PROBLEM DESCRIPTION: Examine the records below. Report how many of their lines contain the word "cases", with no other content.

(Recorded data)
- - - - - - -
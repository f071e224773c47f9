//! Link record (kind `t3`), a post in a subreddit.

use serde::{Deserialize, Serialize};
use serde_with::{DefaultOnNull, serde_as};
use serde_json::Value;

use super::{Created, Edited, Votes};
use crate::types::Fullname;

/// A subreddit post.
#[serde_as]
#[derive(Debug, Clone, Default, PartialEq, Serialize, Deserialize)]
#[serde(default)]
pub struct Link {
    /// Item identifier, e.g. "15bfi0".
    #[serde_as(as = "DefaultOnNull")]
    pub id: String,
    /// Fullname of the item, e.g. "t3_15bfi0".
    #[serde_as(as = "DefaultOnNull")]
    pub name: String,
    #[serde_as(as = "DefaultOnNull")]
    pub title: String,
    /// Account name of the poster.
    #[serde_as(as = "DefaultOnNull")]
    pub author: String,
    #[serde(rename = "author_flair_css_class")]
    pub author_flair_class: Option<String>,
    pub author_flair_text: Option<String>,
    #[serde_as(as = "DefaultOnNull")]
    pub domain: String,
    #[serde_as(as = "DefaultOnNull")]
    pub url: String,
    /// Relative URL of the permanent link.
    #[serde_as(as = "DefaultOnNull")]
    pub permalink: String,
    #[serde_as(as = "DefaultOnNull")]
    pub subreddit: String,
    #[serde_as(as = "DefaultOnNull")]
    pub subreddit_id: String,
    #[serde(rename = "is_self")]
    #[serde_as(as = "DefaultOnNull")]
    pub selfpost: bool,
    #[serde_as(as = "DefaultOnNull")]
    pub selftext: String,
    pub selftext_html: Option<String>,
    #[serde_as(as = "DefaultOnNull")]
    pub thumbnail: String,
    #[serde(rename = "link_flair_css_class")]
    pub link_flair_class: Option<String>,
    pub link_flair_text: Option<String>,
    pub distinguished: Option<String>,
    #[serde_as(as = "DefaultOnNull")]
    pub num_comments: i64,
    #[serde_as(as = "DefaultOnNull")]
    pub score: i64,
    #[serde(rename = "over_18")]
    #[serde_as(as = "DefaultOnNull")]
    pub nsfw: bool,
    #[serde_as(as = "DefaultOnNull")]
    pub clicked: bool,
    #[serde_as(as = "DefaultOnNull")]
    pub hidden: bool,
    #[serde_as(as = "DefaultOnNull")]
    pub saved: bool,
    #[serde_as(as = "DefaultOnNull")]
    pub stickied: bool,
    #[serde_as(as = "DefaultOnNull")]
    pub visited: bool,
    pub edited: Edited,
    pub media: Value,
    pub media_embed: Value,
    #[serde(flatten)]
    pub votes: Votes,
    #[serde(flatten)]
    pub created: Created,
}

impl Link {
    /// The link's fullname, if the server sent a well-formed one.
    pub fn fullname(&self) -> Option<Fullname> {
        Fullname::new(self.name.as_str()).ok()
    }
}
- - - - - - -
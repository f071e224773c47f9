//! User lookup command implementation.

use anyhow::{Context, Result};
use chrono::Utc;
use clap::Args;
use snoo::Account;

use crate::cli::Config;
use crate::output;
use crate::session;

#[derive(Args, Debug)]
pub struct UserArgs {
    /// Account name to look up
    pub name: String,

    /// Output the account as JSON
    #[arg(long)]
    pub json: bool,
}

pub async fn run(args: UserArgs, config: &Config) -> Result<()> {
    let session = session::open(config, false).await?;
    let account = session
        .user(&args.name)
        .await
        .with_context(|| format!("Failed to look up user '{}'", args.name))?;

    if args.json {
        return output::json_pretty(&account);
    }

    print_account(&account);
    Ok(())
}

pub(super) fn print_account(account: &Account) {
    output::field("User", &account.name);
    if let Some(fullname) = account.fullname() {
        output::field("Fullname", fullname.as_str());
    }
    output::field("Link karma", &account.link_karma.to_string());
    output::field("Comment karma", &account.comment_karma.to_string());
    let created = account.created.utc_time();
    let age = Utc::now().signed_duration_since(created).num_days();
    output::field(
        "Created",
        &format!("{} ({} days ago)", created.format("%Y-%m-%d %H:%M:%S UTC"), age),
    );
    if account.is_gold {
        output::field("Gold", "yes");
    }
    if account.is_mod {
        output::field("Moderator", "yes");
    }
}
- - - - - - -
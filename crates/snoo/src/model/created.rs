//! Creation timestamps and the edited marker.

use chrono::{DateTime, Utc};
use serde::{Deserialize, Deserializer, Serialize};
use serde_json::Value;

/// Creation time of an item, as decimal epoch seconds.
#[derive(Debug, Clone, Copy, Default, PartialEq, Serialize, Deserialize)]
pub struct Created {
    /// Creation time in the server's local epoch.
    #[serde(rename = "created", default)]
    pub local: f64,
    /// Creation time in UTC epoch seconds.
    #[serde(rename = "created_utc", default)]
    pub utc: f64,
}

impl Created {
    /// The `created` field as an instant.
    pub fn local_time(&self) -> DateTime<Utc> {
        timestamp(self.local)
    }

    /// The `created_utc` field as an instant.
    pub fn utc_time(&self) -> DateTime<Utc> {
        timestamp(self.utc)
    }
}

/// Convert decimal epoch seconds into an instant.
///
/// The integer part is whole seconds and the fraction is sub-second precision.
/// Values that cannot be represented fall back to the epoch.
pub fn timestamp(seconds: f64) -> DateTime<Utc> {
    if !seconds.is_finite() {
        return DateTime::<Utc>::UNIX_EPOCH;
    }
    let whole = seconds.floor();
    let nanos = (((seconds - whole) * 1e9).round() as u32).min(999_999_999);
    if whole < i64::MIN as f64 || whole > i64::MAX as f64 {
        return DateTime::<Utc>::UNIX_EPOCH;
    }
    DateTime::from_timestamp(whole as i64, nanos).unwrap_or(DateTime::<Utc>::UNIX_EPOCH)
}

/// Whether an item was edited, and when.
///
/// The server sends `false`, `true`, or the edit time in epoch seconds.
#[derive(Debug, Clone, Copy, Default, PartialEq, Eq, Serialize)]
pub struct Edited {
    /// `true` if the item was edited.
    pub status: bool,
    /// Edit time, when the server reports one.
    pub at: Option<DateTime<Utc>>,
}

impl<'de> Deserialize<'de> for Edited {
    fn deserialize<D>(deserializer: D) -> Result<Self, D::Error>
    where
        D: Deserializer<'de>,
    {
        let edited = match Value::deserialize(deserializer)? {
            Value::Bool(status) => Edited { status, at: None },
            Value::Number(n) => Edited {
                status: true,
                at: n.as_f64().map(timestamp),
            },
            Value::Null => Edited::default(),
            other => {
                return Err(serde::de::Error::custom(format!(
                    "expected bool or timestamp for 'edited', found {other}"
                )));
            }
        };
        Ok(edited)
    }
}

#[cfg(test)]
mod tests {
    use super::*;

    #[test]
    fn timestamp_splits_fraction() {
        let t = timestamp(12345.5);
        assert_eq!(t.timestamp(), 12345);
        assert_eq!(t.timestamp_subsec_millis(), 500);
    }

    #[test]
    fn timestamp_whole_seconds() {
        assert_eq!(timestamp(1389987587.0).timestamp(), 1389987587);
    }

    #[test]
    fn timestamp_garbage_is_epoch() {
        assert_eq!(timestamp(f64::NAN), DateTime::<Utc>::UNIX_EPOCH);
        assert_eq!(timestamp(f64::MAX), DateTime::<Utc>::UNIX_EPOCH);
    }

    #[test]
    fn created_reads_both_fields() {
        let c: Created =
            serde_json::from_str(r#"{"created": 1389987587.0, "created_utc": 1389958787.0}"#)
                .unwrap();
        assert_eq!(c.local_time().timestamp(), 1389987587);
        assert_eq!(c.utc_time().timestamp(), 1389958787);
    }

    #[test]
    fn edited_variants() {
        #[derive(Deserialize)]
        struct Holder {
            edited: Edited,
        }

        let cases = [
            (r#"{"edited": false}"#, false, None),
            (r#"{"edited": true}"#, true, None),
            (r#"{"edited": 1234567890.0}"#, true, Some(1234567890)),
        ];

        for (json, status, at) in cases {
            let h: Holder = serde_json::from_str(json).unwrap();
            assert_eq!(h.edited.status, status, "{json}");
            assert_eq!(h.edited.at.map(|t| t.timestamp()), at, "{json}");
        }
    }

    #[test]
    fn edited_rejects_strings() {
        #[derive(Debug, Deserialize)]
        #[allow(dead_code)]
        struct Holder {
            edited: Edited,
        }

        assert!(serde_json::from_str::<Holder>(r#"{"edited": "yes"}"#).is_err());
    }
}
- - - - - - -
SOLUTION TO THE EXERCISE: 2